Officials hope the agreement will accelerate inter-regional trade — already expanding at 20 per cent a year — and reduce Asia's reliance on developed economies weakened by the economic downturn.
Trade volume in the China-Asean free trade zone, which has a combined gross domestic product of more than US$2 trillion (RM6.85 trillion), will “jump” by an annual rate of 40 per cent to 50 per cent, according to Thai embassy official Warawudh Chuwiruch, who was speaking at a press conference in Beijing two days ago.
Over the past 10 years, Asean-China trade has rocketed from US$39.5 billion in 2000 to US$192.5 billion last year, according to news agency AFP.
And China recently leapfrogged the United States to become Asean's third largest trading partner.
It is poised to overtake Japan and the EU to emerge as the single largest trading partner within the first few years of the FTA, Pushpanathan Sundram, Asean's deputy secretary-general, told AFP.
Economist David Cohen, of Action Economics, said that as China becomes an increasingly important export market for the world, the FTA will be a welcome additional boost for Singapore.
“I don't know how much material difference it is going to make, but the important thing is that China's growth is on track.
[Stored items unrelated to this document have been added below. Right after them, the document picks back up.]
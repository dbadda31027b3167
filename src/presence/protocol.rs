//! Realtime wire messages. Every frame is a JSON object tagged by `type`.

use chrono::{DateTime, Utc};
use serde::{Deserialize, Serialize};

use crate::types::{Operation, OperationRequest};

#[derive(Debug, Clone, Copy, Default, PartialEq, Eq, Serialize, Deserialize)]
#[serde(default)]
pub struct CursorPosition {
    pub position: usize,
    pub line: usize,
    pub column: usize,
}

#[derive(Debug, Clone, Copy, Default, PartialEq, Eq, Serialize, Deserialize)]
#[serde(default)]
pub struct Selection {
    pub start: usize,
    pub end: usize,
}

/// Public view of one connected session.
#[derive(Debug, Clone, PartialEq, Serialize)]
#[serde(rename_all = "camelCase")]
pub struct Collaborator {
    pub session_id: String,
    pub user_id: String,
    pub user_name: String,
    pub color: &'static str,
    #[serde(skip_serializing_if = "Option::is_none")]
    pub cursor: Option<CursorPosition>,
    #[serde(skip_serializing_if = "Option::is_none")]
    pub selection: Option<Selection>,
    pub is_typing: bool,
    pub joined_at: DateTime<Utc>,
}

#[derive(Debug, Clone, PartialEq, Serialize)]
#[serde(rename_all = "camelCase")]
pub struct PeerCursor {
    pub session_id: String,
    pub user_id: String,
    pub user_name: String,
    pub color: &'static str,
    #[serde(flatten)]
    pub cursor: CursorPosition,
}

#[derive(Debug, Clone, PartialEq, Serialize)]
#[serde(rename_all = "camelCase")]
pub struct PeerSelection {
    pub session_id: String,
    pub user_id: String,
    pub user_name: String,
    pub color: &'static str,
    #[serde(flatten)]
    pub selection: Selection,
}

#[derive(Debug, Clone, Default, Deserialize)]
#[serde(default)]
pub struct JoinUser {
    pub name: Option<String>,
}

/// Frames sent by clients.
#[derive(Debug, Clone, Deserialize)]
#[serde(tag = "type", rename_all = "kebab-case", rename_all_fields = "camelCase")]
pub enum ClientMessage {
    JoinDocument {
        document_id: String,
        #[serde(default)]
        user: Option<JoinUser>,
    },
    Operation {
        operation: OperationRequest,
    },
    CursorUpdate(CursorPosition),
    SelectionUpdate(Selection),
    Typing {
        is_typing: bool,
    },
    Heartbeat,
}

/// Frames sent by the server.
#[derive(Debug, Clone, PartialEq, Serialize)]
#[serde(tag = "type", rename_all = "kebab-case", rename_all_fields = "camelCase")]
pub enum ServerMessage {
    DocumentState {
        document_id: String,
        session_id: String,
        color: &'static str,
        content: String,
        version: u64,
        cursors: Vec<PeerCursor>,
        selections: Vec<PeerSelection>,
    },
    Operation {
        document_id: String,
        operation: Operation,
        version: u64,
    },
    OperationAck {
        operation_id: String,
        version: u64,
    },
    CursorUpdate(PeerCursor),
    SelectionUpdate(PeerSelection),
    UserTyping {
        session_id: String,
        user_id: String,
        user_name: String,
        is_typing: bool,
    },
    UserJoined {
        user: Collaborator,
    },
    UserLeft {
        session_id: String,
        user_id: String,
        user_name: String,
    },
    UsersUpdate {
        users: Vec<Collaborator>,
    },
    Error {
        code: String,
        message: String,
    },
}

impl ServerMessage {
    #[must_use]
    pub fn error(code: impl Into<String>, message: impl Into<String>) -> Self {
        ServerMessage::Error {
            code: code.into(),
            message: message.into(),
        }
    }

    /// Broadcast form of a committed operation.
    #[must_use]
    pub fn operation(document_id: &str, operation: Operation) -> Self {
        ServerMessage::Operation {
            document_id: document_id.to_string(),
            version: operation.version,
            operation,
        }
    }
}

#[cfg(test)]
mod tests {
    use serde_json::json;

    use super::*;
    use crate::types::OperationKind;

    #[test]
    fn test_parse_client_frames() {
        let join: ClientMessage = serde_json::from_value(json!({
            "type": "join-document",
            "documentId": "p1",
            "user": {"name": "Mia"}
        }))
        .unwrap();
        assert!(matches!(
            join,
            ClientMessage::JoinDocument { ref document_id, user: Some(JoinUser { name: Some(ref n) }) }
                if document_id == "p1" && n == "Mia"
        ));

        let op: ClientMessage = serde_json::from_value(json!({
            "type": "operation",
            "operation": {"type": "insert", "position": 3, "text": "x", "baseVersion": 4}
        }))
        .unwrap();
        let ClientMessage::Operation { operation } = op else {
            panic!("expected operation");
        };
        assert_eq!(operation.kind, OperationKind::Insert);
        assert_eq!(operation.base_version, Some(4));

        let cursor: ClientMessage =
            serde_json::from_value(json!({"type": "cursor-update", "position": 7, "line": 2}))
                .unwrap();
        assert!(matches!(
            cursor,
            ClientMessage::CursorUpdate(CursorPosition { position: 7, line: 2, column: 0 })
        ));

        let typing: ClientMessage =
            serde_json::from_value(json!({"type": "typing", "isTyping": true})).unwrap();
        assert!(matches!(typing, ClientMessage::Typing { is_typing: true }));

        assert!(serde_json::from_value::<ClientMessage>(json!({"type": "bogus"})).is_err());
    }

    #[test]
    fn test_server_frame_shape() {
        let ack = serde_json::to_value(ServerMessage::OperationAck {
            operation_id: "op-1".into(),
            version: 9,
        })
        .unwrap();
        assert_eq!(
            ack,
            json!({"type": "operation-ack", "operationId": "op-1", "version": 9})
        );

        let cursor = serde_json::to_value(ServerMessage::CursorUpdate(PeerCursor {
            session_id: "s".into(),
            user_id: "u".into(),
            user_name: "U".into(),
            color: "#FF6B6B",
            cursor: CursorPosition {
                position: 1,
                line: 1,
                column: 2,
            },
        }))
        .unwrap();
        assert_eq!(cursor["type"], "cursor-update");
        assert_eq!(cursor["userName"], "U");
        assert_eq!(cursor["column"], 2);
    }
}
And, whatever help the FTA can give to Asean economies will be beneficial,” he said.
Some Singapore economists, however, do not expect the FTA to have an immediate impact on the Republic's economy.
“In the initial stage, I think the political implication of the FTA overwhelms the economic significance,' said Nanyang Technological University economist Tan Khee Giap.
“If you talk about Singapore, even without this Asean-China FTA, we are already doing very well: We have been exporting more than we import from China over the last three or four years.”
From next year, the average tariff China charges on Asean goods will be cut from 9.8 per cent to 0.1 per cent, according to AFP.
Average tariffs imposed on Chinese goods by Asean states will fall from 12.8 per cent to 0.6 per cent.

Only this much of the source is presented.